Dataset entries:
□ □ □ □

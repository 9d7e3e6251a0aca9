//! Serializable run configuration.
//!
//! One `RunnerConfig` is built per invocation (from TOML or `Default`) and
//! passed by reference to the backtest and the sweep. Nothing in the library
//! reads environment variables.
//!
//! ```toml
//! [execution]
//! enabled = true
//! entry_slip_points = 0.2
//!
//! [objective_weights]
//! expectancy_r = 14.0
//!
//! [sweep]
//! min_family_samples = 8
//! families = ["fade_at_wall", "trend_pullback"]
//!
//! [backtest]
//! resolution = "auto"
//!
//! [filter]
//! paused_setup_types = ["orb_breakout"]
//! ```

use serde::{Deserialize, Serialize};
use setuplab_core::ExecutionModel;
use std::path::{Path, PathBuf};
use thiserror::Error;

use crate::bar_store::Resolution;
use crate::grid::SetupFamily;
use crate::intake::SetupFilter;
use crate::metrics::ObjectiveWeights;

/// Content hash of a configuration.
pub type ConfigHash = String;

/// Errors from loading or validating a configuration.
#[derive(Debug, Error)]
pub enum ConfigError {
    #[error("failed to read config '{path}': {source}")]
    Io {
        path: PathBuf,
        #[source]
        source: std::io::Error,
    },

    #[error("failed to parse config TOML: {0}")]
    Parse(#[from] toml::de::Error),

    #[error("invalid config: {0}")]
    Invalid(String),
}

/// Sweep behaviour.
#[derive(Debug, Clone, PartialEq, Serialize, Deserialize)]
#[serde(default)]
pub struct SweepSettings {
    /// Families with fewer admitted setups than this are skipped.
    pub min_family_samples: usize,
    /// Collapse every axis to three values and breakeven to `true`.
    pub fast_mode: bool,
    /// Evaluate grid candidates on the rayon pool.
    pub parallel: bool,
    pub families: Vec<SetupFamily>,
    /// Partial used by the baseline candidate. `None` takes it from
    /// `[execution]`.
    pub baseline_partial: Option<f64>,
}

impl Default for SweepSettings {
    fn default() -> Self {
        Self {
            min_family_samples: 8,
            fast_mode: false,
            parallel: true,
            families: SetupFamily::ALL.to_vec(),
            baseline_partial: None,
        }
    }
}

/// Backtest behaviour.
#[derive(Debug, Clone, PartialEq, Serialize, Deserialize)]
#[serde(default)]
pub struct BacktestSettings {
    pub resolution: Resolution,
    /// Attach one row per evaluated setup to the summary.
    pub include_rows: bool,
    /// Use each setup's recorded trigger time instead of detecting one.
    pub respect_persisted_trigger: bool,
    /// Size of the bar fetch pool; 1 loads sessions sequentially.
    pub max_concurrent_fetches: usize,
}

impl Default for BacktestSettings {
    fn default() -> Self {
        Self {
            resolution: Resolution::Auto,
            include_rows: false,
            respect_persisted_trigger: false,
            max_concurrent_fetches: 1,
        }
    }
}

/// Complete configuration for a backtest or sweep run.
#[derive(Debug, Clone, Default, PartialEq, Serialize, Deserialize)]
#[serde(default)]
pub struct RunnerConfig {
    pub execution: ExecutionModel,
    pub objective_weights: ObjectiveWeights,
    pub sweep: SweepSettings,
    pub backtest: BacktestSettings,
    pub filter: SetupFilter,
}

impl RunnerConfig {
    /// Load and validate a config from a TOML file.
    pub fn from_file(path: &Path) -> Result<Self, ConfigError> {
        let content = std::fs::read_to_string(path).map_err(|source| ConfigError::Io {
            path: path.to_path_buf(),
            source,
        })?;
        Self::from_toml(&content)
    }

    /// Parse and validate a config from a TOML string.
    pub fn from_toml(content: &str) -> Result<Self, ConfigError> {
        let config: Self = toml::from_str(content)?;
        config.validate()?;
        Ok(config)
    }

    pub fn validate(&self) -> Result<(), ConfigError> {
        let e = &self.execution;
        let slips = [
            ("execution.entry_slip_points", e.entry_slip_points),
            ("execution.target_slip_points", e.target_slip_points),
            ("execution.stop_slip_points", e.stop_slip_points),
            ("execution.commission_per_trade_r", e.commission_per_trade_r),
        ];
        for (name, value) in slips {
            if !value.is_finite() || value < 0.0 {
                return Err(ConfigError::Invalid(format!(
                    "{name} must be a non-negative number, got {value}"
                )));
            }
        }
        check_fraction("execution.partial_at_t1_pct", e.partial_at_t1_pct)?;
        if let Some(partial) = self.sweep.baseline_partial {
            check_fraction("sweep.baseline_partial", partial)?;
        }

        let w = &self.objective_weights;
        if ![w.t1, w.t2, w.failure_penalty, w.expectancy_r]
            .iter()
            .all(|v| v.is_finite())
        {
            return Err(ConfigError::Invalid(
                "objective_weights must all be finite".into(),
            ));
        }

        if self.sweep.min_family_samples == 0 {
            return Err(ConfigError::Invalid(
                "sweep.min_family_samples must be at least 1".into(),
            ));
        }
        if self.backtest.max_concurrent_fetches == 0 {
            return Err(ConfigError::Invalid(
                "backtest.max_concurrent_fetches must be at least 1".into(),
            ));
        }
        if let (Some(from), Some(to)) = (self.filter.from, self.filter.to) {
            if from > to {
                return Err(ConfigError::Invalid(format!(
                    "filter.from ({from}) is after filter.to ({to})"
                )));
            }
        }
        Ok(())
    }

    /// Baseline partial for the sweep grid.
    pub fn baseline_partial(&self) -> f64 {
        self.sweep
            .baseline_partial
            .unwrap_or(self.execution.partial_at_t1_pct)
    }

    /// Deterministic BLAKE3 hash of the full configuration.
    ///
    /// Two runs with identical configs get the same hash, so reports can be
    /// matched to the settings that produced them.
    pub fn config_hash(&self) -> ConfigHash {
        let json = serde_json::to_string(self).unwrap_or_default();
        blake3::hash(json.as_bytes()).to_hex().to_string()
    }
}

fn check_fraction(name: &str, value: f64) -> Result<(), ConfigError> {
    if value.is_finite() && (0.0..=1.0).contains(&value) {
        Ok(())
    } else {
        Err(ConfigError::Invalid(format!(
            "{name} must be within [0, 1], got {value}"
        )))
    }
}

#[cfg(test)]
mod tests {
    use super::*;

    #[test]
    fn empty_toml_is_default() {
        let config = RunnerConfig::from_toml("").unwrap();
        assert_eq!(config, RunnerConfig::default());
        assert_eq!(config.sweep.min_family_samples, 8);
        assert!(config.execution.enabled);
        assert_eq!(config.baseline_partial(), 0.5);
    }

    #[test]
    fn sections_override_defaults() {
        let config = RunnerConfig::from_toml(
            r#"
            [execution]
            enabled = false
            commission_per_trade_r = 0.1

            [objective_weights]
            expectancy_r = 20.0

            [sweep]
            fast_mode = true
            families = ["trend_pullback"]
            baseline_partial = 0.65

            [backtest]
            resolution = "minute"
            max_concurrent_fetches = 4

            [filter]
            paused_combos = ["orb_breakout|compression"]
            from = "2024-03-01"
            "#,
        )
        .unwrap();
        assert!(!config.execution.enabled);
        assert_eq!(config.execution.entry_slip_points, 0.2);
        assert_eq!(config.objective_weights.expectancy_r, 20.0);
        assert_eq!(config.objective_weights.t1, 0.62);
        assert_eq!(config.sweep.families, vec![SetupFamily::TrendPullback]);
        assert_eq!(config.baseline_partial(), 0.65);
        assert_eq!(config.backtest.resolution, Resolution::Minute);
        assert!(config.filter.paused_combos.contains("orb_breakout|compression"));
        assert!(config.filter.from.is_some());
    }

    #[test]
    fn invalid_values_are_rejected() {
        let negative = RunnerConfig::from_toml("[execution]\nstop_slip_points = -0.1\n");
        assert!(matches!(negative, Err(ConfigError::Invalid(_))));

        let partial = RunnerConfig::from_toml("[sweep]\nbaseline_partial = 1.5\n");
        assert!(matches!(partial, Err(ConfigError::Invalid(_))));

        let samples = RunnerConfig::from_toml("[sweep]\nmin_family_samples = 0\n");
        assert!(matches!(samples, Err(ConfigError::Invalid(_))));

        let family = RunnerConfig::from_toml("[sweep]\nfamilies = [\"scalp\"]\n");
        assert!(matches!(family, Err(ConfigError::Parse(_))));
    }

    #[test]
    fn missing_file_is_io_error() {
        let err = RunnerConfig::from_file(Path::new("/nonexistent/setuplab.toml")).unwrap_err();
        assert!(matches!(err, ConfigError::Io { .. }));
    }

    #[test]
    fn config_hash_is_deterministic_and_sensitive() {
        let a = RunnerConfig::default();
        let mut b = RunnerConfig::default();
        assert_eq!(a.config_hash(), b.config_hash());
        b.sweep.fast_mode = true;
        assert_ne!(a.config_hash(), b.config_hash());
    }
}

□ □ □ □

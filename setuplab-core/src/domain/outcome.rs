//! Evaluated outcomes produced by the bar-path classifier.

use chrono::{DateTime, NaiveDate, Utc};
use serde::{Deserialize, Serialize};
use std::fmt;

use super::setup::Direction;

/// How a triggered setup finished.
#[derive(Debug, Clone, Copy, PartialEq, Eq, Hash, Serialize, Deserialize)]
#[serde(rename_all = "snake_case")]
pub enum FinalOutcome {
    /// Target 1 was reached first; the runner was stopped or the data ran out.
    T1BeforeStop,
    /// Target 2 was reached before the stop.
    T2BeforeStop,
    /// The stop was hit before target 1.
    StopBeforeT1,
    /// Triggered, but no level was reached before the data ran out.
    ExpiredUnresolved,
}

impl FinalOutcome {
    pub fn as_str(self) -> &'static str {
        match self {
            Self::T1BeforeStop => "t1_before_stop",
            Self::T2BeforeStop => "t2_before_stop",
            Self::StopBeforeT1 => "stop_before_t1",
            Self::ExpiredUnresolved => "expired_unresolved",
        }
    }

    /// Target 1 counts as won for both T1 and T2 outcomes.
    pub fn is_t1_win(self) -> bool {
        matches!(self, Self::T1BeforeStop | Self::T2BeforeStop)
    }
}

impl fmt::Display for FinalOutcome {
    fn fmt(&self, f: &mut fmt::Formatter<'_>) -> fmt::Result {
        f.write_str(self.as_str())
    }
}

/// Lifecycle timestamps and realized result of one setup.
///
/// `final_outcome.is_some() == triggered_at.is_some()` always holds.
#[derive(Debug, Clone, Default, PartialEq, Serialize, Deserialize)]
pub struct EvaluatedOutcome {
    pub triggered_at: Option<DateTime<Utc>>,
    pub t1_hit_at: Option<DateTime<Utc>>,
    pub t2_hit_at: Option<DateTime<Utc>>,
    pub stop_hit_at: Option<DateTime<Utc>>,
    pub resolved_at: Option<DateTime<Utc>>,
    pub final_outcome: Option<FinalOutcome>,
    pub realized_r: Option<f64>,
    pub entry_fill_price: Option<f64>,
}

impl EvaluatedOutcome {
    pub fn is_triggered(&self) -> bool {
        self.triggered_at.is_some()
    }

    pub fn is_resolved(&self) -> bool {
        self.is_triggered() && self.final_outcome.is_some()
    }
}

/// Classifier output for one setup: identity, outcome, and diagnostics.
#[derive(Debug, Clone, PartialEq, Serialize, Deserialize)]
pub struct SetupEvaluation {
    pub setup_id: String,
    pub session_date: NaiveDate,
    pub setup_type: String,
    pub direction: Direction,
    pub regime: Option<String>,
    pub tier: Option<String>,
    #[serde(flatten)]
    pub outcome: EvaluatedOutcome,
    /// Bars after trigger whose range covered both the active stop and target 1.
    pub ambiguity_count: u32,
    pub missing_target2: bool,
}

□ □ □ □

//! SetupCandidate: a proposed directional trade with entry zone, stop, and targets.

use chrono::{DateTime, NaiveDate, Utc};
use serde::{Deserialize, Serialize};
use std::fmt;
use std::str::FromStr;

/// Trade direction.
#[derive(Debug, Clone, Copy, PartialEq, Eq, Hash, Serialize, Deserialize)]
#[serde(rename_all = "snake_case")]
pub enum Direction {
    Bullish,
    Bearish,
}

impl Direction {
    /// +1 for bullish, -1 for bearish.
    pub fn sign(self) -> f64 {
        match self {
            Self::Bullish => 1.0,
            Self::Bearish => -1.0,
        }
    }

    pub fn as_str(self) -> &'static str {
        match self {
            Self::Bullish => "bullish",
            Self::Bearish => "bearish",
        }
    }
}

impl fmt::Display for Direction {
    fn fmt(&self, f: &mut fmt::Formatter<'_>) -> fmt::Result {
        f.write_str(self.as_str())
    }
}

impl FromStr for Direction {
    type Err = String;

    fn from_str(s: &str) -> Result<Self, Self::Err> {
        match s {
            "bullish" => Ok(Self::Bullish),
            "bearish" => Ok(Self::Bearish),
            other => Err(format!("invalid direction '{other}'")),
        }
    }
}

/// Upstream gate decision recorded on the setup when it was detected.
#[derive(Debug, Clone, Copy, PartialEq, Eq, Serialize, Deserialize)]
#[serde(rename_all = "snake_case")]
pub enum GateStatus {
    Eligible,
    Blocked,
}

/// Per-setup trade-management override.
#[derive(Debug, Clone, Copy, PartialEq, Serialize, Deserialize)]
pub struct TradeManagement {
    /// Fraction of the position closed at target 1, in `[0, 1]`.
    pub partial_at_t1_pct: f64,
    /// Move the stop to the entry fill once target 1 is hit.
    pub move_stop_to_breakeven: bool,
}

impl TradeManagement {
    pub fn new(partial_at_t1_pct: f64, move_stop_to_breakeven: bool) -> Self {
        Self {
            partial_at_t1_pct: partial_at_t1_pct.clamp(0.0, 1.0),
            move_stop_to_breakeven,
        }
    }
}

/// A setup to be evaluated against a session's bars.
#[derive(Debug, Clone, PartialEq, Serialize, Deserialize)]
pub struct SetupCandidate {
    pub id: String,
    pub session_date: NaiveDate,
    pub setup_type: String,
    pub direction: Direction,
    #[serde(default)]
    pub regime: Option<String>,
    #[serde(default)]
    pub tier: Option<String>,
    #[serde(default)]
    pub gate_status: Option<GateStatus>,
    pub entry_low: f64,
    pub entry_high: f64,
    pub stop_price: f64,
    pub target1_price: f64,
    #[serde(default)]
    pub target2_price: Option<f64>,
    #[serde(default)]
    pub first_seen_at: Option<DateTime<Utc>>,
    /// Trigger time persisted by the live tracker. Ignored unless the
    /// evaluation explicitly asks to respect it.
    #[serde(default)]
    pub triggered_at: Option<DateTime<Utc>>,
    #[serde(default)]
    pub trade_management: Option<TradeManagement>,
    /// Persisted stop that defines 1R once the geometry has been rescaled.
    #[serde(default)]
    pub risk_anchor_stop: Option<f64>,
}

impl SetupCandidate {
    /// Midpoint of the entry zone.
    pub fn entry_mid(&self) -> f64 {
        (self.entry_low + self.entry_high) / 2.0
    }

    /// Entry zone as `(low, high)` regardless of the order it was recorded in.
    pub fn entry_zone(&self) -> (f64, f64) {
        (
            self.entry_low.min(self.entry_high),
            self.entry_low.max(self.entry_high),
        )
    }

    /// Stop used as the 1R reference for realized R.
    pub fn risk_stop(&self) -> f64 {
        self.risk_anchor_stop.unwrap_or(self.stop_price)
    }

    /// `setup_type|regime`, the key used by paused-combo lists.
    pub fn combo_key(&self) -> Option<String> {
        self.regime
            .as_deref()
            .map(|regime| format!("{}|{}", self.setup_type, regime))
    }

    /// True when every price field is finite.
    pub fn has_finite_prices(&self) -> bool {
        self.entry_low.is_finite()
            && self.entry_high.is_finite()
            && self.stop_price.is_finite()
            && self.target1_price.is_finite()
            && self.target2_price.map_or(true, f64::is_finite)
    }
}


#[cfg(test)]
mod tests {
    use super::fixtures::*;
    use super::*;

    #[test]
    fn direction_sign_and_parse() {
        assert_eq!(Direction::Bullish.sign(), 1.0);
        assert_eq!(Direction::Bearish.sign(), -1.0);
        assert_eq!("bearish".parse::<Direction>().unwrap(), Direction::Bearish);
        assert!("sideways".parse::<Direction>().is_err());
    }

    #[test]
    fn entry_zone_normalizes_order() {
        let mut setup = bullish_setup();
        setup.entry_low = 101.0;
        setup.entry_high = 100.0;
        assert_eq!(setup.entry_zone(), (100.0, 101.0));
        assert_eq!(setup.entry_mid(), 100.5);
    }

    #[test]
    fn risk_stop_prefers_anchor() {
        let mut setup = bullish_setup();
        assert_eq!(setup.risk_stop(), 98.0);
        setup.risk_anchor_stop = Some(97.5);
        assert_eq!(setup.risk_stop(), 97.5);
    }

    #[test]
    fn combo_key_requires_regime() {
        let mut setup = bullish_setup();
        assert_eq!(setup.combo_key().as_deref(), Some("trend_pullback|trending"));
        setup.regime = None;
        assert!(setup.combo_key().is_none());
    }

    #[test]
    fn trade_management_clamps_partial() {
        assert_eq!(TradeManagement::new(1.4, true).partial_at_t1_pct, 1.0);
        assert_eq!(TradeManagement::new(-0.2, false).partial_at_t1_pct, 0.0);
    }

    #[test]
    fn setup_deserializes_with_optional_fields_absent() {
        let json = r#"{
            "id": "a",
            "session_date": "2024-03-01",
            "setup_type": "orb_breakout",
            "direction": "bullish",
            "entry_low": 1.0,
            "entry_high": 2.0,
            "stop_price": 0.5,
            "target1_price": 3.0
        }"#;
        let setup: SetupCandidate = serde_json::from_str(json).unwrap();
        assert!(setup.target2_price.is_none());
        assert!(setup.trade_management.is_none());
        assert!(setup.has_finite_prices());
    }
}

□ □ □ □

Could you return exactly the stretch of the data above that starts at the line with "repository 9d7e3e6251a0aca9" and ends at the line with "validating a configuration.", both lines included?

repository 9d7e3e6251a0aca9
//! Serializable run configuration.
//!
//! One `RunnerConfig` is built per invocation (from TOML or `Default`) and
//! passed by reference to the backtest and the sweep. Nothing in the library
//! reads environment variables.
//!
//! ```toml
//! [execution]
//! enabled = true
//! entry_slip_points = 0.2
//!
//! [objective_weights]
//! expectancy_r = 14.0
//!
//! [sweep]
//! min_family_samples = 8
//! families = ["fade_at_wall", "trend_pullback"]
//!
//! [backtest]
//! resolution = "auto"
//!
//! [filter]
//! paused_setup_types = ["orb_breakout"]
//! ```

use serde::{Deserialize, Serialize};
use setuplab_core::ExecutionModel;
use std::path::{Path, PathBuf};
use thiserror::Error;

use crate::bar_store::Resolution;
use crate::grid::SetupFamily;
use crate::intake::SetupFilter;
use crate::metrics::ObjectiveWeights;

/// Content hash of a configuration.
pub type ConfigHash = String;

/// Errors from loading or validating a configuration.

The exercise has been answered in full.